Une exception était prévue en cas de danger grave et imminent ou de risque de dommages irréversibles. Dans cette hypothèse, le lanceur d’alerte pouvait saisir directement l’administration ou la justice.
Depuis lors, la loi n° 2022-401 du 21 mars 2022 visant à améliorer la protection des lanceurs d’alerte dite « loi Waserman » entrée vigueur depuis le 1er septembre 2022, a modifié la procédure de signalement des alertes, de sorte que la procédure graduée n’est plus obligatoire.
Dans cette affaire, la Cour de cassation donne des précisions s’agissant des dispositions anciennes applicables au litige, c’est-à-dire avant l’entrée en vigueur de la loi Waserman. 
Le lanceur d’alerte a-t-il une obligation de respecter la procédure d’alerte graduée avant de dénoncer des faits constitutifs d’un crime ou d’un délit ?

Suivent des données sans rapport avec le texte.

//! Market questions: statistics, comparisons, recommendations and general advice

use std::sync::Arc;

use async_trait::async_trait;
use once_cell::sync::Lazy;
use regex_lite::Regex;

use super::{Capability, CapabilityContext};
use crate::application::errors::ChatError;
use crate::application::formatter::money;
use crate::application::search::query_parser::title_case;
use crate::application::services::ListingService;
use crate::domain::entities::{ListingFilter, Message, Property, Response, TypeStats};

const RECOMMENDATIONS: usize = 5;

#[derive(Debug, Clone, Copy, PartialEq, Eq)]
enum Topic {
    Statistics,
    Comparison,
    Recommendation,
    Amenities,
    Pricing,
    Location,
    PropertyTypes,
    Timing,
    Contact,
    Legal,
    Financial,
    Maintenance,
}

impl Topic {
    fn query_type(&self) -> &'static str {
        match self {
            Topic::Statistics => "statistics",
            Topic::Comparison => "comparison",
            Topic::Recommendation => "recommendation",
            Topic::Amenities => "amenities",
            Topic::Pricing => "pricing",
            Topic::Location => "location",
            Topic::PropertyTypes => "property_types",
            Topic::Timing => "timing",
            Topic::Contact => "contact",
            Topic::Legal => "legal",
            Topic::Financial => "financial",
            Topic::Maintenance => "maintenance",
        }
    }

    fn failure_text(&self) -> &'static str {
        match self {
            Topic::Statistics => "I'm having trouble retrieving statistics right now. Please try again later.",
            Topic::Comparison => "I'm having trouble comparing properties right now. Please try again later.",
            Topic::Recommendation => {
                "I'm having trouble finding recommendations right now. Please try a specific search instead."
            }
            Topic::Amenities => "I'm having trouble retrieving amenity information. Please try a different question.",
            _ => "I encountered an error while processing your request. Please try rephrasing your question.",
        }
    }
}
use chrono::{DateTime, Utc};
use serde::{Deserialize, Serialize};
use serde_json::Value;

/// Listing tier; priority listings are featured in recommendations
#[derive(Debug, Clone, Copy, PartialEq, Eq, Default, Serialize, Deserialize)]
#[serde(rename_all = "lowercase")]
pub enum ListingType {
    #[default]
    Normal,
    Priority,
}

impl ListingType {
    pub fn as_str(&self) -> &'static str {
        match self {
            ListingType::Normal => "normal",
            ListingType::Priority => "priority",
        }
    }

    pub fn parse(s: &str) -> Self {
        if s.eq_ignore_ascii_case("priority") {
            ListingType::Priority
        } else {
            ListingType::Normal
        }
    }
}

/// A property listing
#[derive(Debug, Clone, PartialEq, Serialize, Deserialize)]
pub struct Property {
    pub id: i64,
    pub title: String,
    pub description: String,
    pub street_address: String,
    pub suburb: String,
    pub city: String,
    pub state_or_region: String,
    pub country: String,
    pub property_type: Option<String>,
    pub bedrooms: Option<i64>,
    pub bathrooms: Option<i64>,
    pub area: Option<f64>,
    pub price: Option<f64>,
    pub main_image: String,
    pub latitude: Option<f64>,
    pub longitude: Option<f64>,
    pub listing_type: ListingType,
    pub is_paid: bool,
    pub created_at: DateTime<Utc>,
}

impl Property {
    /// Minimal paid listing, mostly useful for seeding and tests
    pub fn new(title: impl Into<String>, suburb: impl Into<String>, city: impl Into<String>) -> Self {
        Self {
            id: 0,
            title: title.into(),
            description: String::new(),
            street_address: String::new(),
            suburb: suburb.into(),
            city: city.into(),
            state_or_region: String::new(),
            country: "Zimbabwe".to_string(),
            property_type: None,
            bedrooms: None,
            bathrooms: None,
            area: None,
            price: None,
            main_image: String::new(),
            latitude: None,
            longitude: None,
            listing_type: ListingType::Normal,
            is_paid: true,
            created_at: Utc::now(),
        }
    }

    pub fn with_type(mut self, property_type: impl Into<String>) -> Self {
        self.property_type = Some(property_type.into());
        self
    }

    pub fn with_price(mut self, price: f64) -> Self {
        self.price = Some(price);
        self
    }

    pub fn with_description(mut self, description: impl Into<String>) -> Self {
        self.description = description.into();
        self
    }

    pub fn with_rooms(mut self, bedrooms: i64, bathrooms: i64) -> Self {
        self.bedrooms = Some(bedrooms);
        self.bathrooms = Some(bathrooms);
        self
    }

    pub fn with_location(mut self, latitude: f64, longitude: f64) -> Self {
        self.latitude = Some(latitude);
        self.longitude = Some(longitude);
        self
    }

    pub fn with_listing_type(mut self, listing_type: ListingType) -> Self {
        self.listing_type = listing_type;
        self
    }

    pub fn unpaid(mut self) -> Self {
        self.is_paid = false;
        self
    }

    pub fn summary(&self, images: Vec<String>) -> PropertySummary {
        PropertySummary {
            id: Some(self.id),
            title: self.title.clone(),
            description: self.description.clone(),
            street_address: self.street_address.clone(),
            suburb: self.suburb.clone(),
            city: self.city.clone(),
            state_or_region: self.state_or_region.clone(),
            country: self.country.clone(),
            property_type: self.property_type.clone(),
            bedrooms: self.bedrooms,
            bathrooms: self.bathrooms,
            area: self.area,
            price: self.price,
            main_image: self.main_image.clone(),
            property_images: images,
            distance_from_cbd: None,
            created_at: Some(self.created_at.to_rfc3339()),
        }
    }
}

/// Client-facing listing shape
#[derive(Debug, Clone, PartialEq, Serialize, Deserialize)]
pub struct PropertySummary {
    pub id: Option<i64>,
    pub title: String,
    pub description: String,
    pub street_address: String,
    pub suburb: String,
    pub city: String,
    pub state_or_region: String,
    pub country: String,
    pub property_type: Option<String>,
    pub bedrooms: Option<i64>,
    pub bathrooms: Option<i64>,
    pub area: Option<f64>,
    pub price: Option<f64>,
    pub main_image: String,
    pub property_images: Vec<String>,
    #[serde(skip_serializing_if = "Option::is_none")]
    pub distance_from_cbd: Option<f64>,
    pub created_at: Option<String>,
}

impl PropertySummary {
    pub fn with_distance(mut self, km: f64) -> Self {
        self.distance_from_cbd = Some((km * 10.0).round() / 10.0);
        self
    }

    pub fn to_value(&self) -> Value {
        serde_json::to_value(self).unwrap_or(Value::Null)
    }
}

/// Central business district reference point
#[derive(Debug, Clone, PartialEq, Serialize, Deserialize)]
pub struct CbdLocation {
    pub id: i64,
    pub name: String,
    pub city: String,
    pub latitude: f64,
    pub longitude: f64,
    pub description: String,
    pub is_active: bool,
}

/// Filters for listing search; location terms are OR-ed, the rest AND-ed
#[derive(Debug, Clone, Default, PartialEq)]
pub struct ListingFilter {
    pub suburbs: Vec<String>,
    pub cities: Vec<String>,
    /// Names matched against either suburb or city
    pub places: Vec<String>,
    pub property_type: Option<String>,
    pub max_price: Option<f64>,
    pub amenities: Vec<String>,
    pub keywords: Vec<String>,
    pub limit: usize,
}

impl ListingFilter {
    pub fn new(limit: usize) -> Self {
        Self {
            limit,
            ..Default::default()
        }
    }

    pub fn has_location(&self) -> bool {
        !(self.suburbs.is_empty() && self.cities.is_empty() && self.places.is_empty())
    }

    pub fn is_empty(&self) -> bool {
        !self.has_location()
            && self.property_type.is_none()
            && self.max_price.is_none()
            && self.amenities.is_empty()
            && self.keywords.is_empty()
    }
}

/// Aggregates over paid listings
#[derive(Debug, Clone, Default, PartialEq)]
pub struct ListingStats {
    pub total: i64,
    pub avg_price: Option<f64>,
    pub min_price: Option<f64>,
    pub max_price: Option<f64>,
    pub avg_bedrooms: Option<f64>,
    pub by_type: Vec<(String, i64)>,
    pub top_cities: Vec<(String, i64)>,
}

/// Aggregates for a single property type
#[derive(Debug, Clone, Default, PartialEq)]
pub struct TypeStats {
    pub count: i64,
    pub avg_price: Option<f64>,
    pub avg_bedrooms: Option<f64>,
}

Cass. soc., 15 février 2023, n° 21-20.342

L’affaire concerne une salariée engagée depuis décembre 2010, en qualité de surveillante de nuit au sein d’une maison d’enfants à caractère social.

En juin 2018, elle a effectué un signalement auprès de l’inspection du travail pour dénoncer des incidents se déroulant la nuit, notamment de possibles agressions sexuelles commises par certains enfants accueillis sur d’autres.

À l’issue de ce signalement, l’Inspection du travail a effectué un contrôle au sein de l’établissement au cours duquel la salariée a remis la copie d’un courriel adressé par l’équipe éducative aux responsables de l’association pour dénoncer les faits.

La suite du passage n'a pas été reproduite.